Your answer should consist only of the lines below from the one with "is zeroed likewise." through the one with "pub const DEPTH_CANDIDATES_32: &[DepthCandidate]", copied exactly.

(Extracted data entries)
-*-*-

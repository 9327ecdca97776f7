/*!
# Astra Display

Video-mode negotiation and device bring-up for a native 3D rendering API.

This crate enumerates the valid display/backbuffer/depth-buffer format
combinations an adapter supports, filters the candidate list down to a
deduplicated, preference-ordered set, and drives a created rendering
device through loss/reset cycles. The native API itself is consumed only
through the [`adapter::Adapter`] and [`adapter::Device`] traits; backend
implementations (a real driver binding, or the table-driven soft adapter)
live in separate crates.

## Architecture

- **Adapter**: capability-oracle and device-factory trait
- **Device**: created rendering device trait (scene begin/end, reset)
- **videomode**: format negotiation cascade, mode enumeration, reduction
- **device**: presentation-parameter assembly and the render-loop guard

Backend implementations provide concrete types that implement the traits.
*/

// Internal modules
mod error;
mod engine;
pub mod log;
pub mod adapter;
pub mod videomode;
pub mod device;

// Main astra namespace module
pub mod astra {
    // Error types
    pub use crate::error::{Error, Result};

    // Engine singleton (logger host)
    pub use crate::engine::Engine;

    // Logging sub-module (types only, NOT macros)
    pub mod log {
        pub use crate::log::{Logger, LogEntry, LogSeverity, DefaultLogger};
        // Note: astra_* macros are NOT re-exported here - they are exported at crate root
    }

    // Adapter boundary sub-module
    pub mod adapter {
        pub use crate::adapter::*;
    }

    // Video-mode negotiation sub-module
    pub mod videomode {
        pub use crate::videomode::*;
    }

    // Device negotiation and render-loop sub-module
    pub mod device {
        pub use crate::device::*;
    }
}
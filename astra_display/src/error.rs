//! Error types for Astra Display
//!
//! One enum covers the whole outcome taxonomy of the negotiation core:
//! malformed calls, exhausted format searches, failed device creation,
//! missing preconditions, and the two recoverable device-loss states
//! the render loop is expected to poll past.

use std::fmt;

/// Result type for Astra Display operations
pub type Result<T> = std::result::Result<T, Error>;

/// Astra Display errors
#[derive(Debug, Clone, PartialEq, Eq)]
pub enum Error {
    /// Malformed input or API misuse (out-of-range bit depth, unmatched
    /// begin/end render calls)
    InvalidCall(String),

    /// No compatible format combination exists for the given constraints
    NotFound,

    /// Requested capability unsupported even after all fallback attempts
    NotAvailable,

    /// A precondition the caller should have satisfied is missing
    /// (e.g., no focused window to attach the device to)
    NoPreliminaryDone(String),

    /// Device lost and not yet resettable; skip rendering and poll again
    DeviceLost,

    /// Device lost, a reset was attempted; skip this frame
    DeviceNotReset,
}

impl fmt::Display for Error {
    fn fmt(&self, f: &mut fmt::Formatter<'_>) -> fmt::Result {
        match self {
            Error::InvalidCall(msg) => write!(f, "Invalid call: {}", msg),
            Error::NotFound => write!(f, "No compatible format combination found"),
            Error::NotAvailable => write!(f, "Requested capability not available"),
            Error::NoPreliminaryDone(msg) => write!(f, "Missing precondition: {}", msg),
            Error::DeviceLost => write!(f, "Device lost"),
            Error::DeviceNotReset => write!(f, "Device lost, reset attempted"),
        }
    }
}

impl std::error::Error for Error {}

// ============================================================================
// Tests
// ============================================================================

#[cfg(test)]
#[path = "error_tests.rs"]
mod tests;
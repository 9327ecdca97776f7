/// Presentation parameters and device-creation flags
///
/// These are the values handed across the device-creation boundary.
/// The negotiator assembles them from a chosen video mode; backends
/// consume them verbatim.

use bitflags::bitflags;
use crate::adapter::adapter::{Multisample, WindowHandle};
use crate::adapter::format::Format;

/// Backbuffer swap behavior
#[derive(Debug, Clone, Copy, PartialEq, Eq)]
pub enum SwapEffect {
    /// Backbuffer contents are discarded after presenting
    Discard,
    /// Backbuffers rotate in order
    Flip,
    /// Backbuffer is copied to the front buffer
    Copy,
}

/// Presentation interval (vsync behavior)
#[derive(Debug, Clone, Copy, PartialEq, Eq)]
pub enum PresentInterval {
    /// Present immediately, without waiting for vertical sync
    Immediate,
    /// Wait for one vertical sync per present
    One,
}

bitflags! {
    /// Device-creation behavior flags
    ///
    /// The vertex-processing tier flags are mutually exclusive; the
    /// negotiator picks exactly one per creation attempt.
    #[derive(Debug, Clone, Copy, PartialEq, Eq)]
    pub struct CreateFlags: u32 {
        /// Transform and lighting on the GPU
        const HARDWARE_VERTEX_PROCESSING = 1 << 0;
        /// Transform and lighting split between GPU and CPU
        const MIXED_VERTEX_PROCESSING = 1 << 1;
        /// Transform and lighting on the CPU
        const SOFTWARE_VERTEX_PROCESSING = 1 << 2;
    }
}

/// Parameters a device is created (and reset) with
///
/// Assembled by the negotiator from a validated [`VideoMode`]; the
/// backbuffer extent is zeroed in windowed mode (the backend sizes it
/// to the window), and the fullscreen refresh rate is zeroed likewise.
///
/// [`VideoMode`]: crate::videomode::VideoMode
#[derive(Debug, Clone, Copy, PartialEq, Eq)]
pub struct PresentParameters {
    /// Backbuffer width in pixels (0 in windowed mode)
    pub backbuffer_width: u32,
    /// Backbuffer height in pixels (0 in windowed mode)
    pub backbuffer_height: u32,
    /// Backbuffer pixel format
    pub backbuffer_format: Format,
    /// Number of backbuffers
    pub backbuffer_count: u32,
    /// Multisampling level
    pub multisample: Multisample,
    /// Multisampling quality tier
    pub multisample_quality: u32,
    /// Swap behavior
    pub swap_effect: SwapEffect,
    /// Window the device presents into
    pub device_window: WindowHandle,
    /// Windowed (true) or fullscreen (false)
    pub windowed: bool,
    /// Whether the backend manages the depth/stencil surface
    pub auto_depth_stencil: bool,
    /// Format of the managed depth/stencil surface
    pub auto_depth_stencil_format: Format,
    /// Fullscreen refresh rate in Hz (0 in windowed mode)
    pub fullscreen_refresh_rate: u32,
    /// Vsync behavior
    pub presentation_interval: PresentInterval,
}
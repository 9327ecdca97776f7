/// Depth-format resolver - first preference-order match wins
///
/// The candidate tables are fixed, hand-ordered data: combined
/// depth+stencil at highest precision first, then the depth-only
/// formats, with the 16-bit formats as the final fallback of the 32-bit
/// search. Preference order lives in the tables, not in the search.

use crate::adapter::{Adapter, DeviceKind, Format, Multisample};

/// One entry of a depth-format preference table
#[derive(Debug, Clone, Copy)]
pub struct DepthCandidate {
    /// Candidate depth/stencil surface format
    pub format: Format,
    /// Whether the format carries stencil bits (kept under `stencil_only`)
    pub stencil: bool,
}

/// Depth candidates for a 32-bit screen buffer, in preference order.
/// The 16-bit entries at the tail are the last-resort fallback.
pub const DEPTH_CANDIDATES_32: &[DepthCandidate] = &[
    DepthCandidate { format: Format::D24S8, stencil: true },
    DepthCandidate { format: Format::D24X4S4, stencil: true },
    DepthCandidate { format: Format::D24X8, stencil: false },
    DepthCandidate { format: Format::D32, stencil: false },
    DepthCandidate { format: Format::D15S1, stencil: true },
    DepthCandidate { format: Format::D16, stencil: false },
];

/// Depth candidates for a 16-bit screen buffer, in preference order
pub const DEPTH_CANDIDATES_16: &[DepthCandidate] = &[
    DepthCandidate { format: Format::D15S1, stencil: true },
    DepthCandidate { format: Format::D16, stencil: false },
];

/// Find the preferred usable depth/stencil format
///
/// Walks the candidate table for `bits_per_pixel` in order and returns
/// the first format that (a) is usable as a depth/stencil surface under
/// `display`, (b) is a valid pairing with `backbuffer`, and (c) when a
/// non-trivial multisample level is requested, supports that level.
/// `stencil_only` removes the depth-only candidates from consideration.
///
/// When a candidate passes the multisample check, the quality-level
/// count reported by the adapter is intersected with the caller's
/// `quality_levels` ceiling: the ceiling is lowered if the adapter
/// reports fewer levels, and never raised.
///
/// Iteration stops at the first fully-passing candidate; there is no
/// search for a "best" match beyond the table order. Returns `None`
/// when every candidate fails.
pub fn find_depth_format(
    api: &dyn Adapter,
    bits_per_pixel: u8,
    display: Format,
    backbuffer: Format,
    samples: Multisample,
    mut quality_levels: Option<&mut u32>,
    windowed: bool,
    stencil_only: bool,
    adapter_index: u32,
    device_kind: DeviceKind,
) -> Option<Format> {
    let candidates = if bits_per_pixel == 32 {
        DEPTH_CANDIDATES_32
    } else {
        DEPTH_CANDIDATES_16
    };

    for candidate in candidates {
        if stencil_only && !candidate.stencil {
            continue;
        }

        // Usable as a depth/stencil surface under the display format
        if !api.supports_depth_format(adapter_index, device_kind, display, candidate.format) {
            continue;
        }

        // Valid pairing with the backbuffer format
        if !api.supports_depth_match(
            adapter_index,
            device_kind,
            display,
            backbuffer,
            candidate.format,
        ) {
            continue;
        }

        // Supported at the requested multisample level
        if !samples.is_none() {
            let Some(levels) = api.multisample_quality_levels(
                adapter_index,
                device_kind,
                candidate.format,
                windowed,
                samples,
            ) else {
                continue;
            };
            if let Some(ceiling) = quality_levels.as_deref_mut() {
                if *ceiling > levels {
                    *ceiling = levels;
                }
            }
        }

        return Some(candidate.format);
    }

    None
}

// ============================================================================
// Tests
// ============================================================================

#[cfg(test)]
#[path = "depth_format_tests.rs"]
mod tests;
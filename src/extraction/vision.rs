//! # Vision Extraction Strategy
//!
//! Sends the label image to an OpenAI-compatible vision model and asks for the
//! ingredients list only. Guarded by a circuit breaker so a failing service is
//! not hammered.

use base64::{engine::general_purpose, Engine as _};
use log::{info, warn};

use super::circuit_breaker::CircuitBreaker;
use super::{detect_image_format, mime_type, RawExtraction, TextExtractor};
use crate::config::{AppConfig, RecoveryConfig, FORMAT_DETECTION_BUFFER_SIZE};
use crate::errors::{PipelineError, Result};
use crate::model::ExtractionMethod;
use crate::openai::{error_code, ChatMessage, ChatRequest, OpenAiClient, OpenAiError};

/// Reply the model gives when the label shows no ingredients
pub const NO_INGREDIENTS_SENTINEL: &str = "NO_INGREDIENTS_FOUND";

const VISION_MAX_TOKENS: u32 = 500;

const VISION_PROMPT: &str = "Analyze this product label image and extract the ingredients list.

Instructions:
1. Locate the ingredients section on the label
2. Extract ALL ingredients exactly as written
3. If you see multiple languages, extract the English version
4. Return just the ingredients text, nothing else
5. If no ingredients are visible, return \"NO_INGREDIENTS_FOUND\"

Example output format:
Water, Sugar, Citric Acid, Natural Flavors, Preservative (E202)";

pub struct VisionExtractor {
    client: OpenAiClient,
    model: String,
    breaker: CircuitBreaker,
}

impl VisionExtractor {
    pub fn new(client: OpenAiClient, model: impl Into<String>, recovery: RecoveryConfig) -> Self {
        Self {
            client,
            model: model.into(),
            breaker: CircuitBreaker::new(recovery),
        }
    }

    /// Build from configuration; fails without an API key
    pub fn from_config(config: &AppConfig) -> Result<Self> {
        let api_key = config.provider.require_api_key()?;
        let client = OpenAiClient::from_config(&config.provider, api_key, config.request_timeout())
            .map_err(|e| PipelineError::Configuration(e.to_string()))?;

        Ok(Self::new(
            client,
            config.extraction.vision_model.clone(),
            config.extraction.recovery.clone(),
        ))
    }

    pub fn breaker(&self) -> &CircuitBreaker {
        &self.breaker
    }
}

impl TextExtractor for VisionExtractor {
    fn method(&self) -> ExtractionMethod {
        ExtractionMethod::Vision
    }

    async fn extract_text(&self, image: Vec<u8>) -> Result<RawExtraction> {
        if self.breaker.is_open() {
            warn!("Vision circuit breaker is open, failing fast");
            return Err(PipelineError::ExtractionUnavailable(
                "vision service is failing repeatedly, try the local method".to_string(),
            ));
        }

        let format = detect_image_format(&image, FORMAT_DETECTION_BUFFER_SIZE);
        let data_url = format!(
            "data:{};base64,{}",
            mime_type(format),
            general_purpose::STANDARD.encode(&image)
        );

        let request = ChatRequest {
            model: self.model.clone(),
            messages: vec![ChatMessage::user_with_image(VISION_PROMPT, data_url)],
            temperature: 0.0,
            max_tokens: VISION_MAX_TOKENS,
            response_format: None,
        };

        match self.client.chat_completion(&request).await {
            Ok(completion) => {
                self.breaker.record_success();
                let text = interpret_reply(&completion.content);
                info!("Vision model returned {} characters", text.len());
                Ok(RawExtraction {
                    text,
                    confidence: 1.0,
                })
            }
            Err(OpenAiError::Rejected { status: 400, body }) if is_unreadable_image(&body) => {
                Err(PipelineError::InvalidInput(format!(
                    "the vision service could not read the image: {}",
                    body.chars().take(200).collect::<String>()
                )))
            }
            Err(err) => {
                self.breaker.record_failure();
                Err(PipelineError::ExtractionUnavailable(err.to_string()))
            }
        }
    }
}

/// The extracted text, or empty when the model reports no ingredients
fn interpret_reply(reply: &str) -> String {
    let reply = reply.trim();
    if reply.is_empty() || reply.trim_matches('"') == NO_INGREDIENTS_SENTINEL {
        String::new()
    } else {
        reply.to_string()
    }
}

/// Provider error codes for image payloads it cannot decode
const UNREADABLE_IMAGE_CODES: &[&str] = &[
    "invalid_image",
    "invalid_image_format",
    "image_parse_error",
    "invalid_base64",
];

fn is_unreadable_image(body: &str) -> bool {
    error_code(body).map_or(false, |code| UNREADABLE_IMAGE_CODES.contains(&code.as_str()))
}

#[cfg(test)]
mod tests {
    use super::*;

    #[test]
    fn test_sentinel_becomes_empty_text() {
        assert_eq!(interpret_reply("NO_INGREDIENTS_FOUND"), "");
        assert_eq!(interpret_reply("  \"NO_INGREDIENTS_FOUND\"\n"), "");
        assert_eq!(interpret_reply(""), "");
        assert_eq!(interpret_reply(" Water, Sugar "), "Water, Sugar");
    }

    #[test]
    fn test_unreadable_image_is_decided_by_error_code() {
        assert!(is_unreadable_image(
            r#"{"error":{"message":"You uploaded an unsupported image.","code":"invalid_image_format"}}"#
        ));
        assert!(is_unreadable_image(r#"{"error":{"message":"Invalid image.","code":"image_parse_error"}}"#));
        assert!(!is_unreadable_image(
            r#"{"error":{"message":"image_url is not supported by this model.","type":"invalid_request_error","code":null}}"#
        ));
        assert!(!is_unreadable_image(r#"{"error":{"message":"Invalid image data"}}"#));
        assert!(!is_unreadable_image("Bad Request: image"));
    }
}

-*-*-

EXERCISE RESULT |
/// to the window), and the fullscreen refresh rate is zeroed likewise.
///
/// [`VideoMode`]: crate::videomode::VideoMode
#[derive(Debug, Clone, Copy, PartialEq, Eq)]
pub struct PresentParameters {
    /// Backbuffer width in pixels (0 in windowed mode)
    pub backbuffer_width: u32,
    /// Backbuffer height in pixels (0 in windowed mode)
    pub backbuffer_height: u32,
    /// Backbuffer pixel format
    pub backbuffer_format: Format,
    /// Number of backbuffers
    pub backbuffer_count: u32,
    /// Multisampling level
    pub multisample: Multisample,
    /// Multisampling quality tier
    pub multisample_quality: u32,
    /// Swap behavior
    pub swap_effect: SwapEffect,
    /// Window the device presents into
    pub device_window: WindowHandle,
    /// Windowed (true) or fullscreen (false)
    pub windowed: bool,
    /// Whether the backend manages the depth/stencil surface
    pub auto_depth_stencil: bool,
    /// Format of the managed depth/stencil surface
    pub auto_depth_stencil_format: Format,
    /// Fullscreen refresh rate in Hz (0 in windowed mode)
    pub fullscreen_refresh_rate: u32,
    /// Vsync behavior
    pub presentation_interval: PresentInterval,
}
repository 9327ecdca97776f7
/// Depth-format resolver - first preference-order match wins
///
/// The candidate tables are fixed, hand-ordered data: combined
/// depth+stencil at highest precision first, then the depth-only
/// formats, with the 16-bit formats as the final fallback of the 32-bit
/// search. Preference order lives in the tables, not in the search.

use crate::adapter::{Adapter, DeviceKind, Format, Multisample};

/// One entry of a depth-format preference table
#[derive(Debug, Clone, Copy)]
pub struct DepthCandidate {
    /// Candidate depth/stencil surface format
    pub format: Format,
    /// Whether the format carries stencil bits (kept under `stencil_only`)
    pub stencil: bool,
}

/// Depth candidates for a 32-bit screen buffer, in preference order.
/// The 16-bit entries at the tail are the last-resort fallback.
pub const DEPTH_CANDIDATES_32: &[DepthCandidate] = &[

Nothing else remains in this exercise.